#### Supplied records

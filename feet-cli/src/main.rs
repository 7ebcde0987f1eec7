//! feet — feature-based folder layout for Rojo projects.
//!
//! # Usage
//!
//! ```text
//! feet add <feature> [--server|-s] [--client|-c] [--shared|-sh]
//! feet remove <feature> [--preserve|-p]
//! feet sync [--dry-run]
//! feet list [--json]
//! ```
//!
//! Configuration is read from `feet.json` in the current directory.

mod commands;

use std::ffi::OsString;
use std::process::ExitCode;

use anyhow::Result;
use clap::{Parser, Subcommand};
use colored::Colorize;

use commands::{add::AddArgs, list::ListArgs, remove::RemoveArgs, sync::SyncArgs};

// ---------------------------------------------------------------------------
// CLI entry point
// ---------------------------------------------------------------------------

#[derive(Parser, Debug)]
#[command(
    name = "feet",
    version,
    about = "A command line tool to manage feature-based organization for your Rojo project.",
    long_about = None,
)]
struct Cli {
    /// Log each directory and manifest node touched.
    #[arg(long, short = 'v', global = true)]
    verbose: bool,

    #[command(subcommand)]
    command: Commands,
}

#[derive(Subcommand, Debug)]
enum Commands {
    /// Add a new feature.
    Add(AddArgs),

    /// Remove an existing feature.
    Remove(RemoveArgs),

    /// Regenerate the project file from the base project and the registry.
    Sync(SyncArgs),

    /// List registered features.
    List(ListArgs),
}

// ---------------------------------------------------------------------------
// Main
// ---------------------------------------------------------------------------

fn main() -> ExitCode {
    let cli = Cli::parse_from(normalize_args(std::env::args_os()));
    init_logging(cli.verbose);

    match run(cli.command) {
        Ok(()) => ExitCode::SUCCESS,
        Err(err) => {
            eprintln!("{} {err}", "error:".red().bold());
            ExitCode::FAILURE
        }
    }
}

fn run(command: Commands) -> Result<()> {
    let config = feet_core::config::load()?;
    match command {
        Commands::Add(args) => args.run(&config),
        Commands::Remove(args) => args.run(&config),
        Commands::Sync(args) => args.run(&config),
        Commands::List(args) => args.run(&config),
    }
}

fn init_logging(verbose: bool) {
    let default = if verbose { "debug" } else { "warn" };
    env_logger::Builder::from_env(env_logger::Env::default().default_filter_or(default))
        .format_timestamp(None)
        .init();
}

/// clap only takes single-character short flags; `-sh` is spelled out.
/// Arguments after `--` are positional and left alone.
fn normalize_args(args: impl IntoIterator<Item = OsString>) -> Vec<OsString> {
    let mut positional_only = false;
    args.into_iter()
        .map(|arg| {
            if positional_only {
                return arg;
            }
            if arg == "--" {
                positional_only = true;
                arg
            } else if arg == "-sh" {
                OsString::from("--shared")
            } else {
                arg
            }
        })
        .collect()
}

#[cfg(test)]
mod tests {
    use super::*;

    #[test]
    fn short_shared_flag_is_rewritten() {
        let args = ["feet", "add", "combat", "-sh"].map(OsString::from);
        let cli = Cli::parse_from(normalize_args(args));
        match cli.command {
            Commands::Add(args) => assert!(args.shared),
            other => panic!("expected add, got {other:?}"),
        }
    }

    #[test]
    fn short_shared_after_double_dash_is_a_feature_name() {
        let args = ["feet", "add", "--", "-sh"].map(OsString::from);
        let normalized = normalize_args(args);
        assert_eq!(normalized[3], OsString::from("-sh"));

        let cli = Cli::parse_from(normalized);
        match cli.command {
            Commands::Add(args) => {
                assert_eq!(args.feature, "-sh");
                assert!(!args.shared);
            }
            other => panic!("expected add, got {other:?}"),
        }
    }

    #[test]
    fn cli_definition_is_valid() {
        use clap::CommandFactory;
        Cli::command().debug_assert();
    }
}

########

#### [Task objective]
If a line contains the word "match", count it; give the total for the entries above and nothing else.

#### [Solution to this task]
4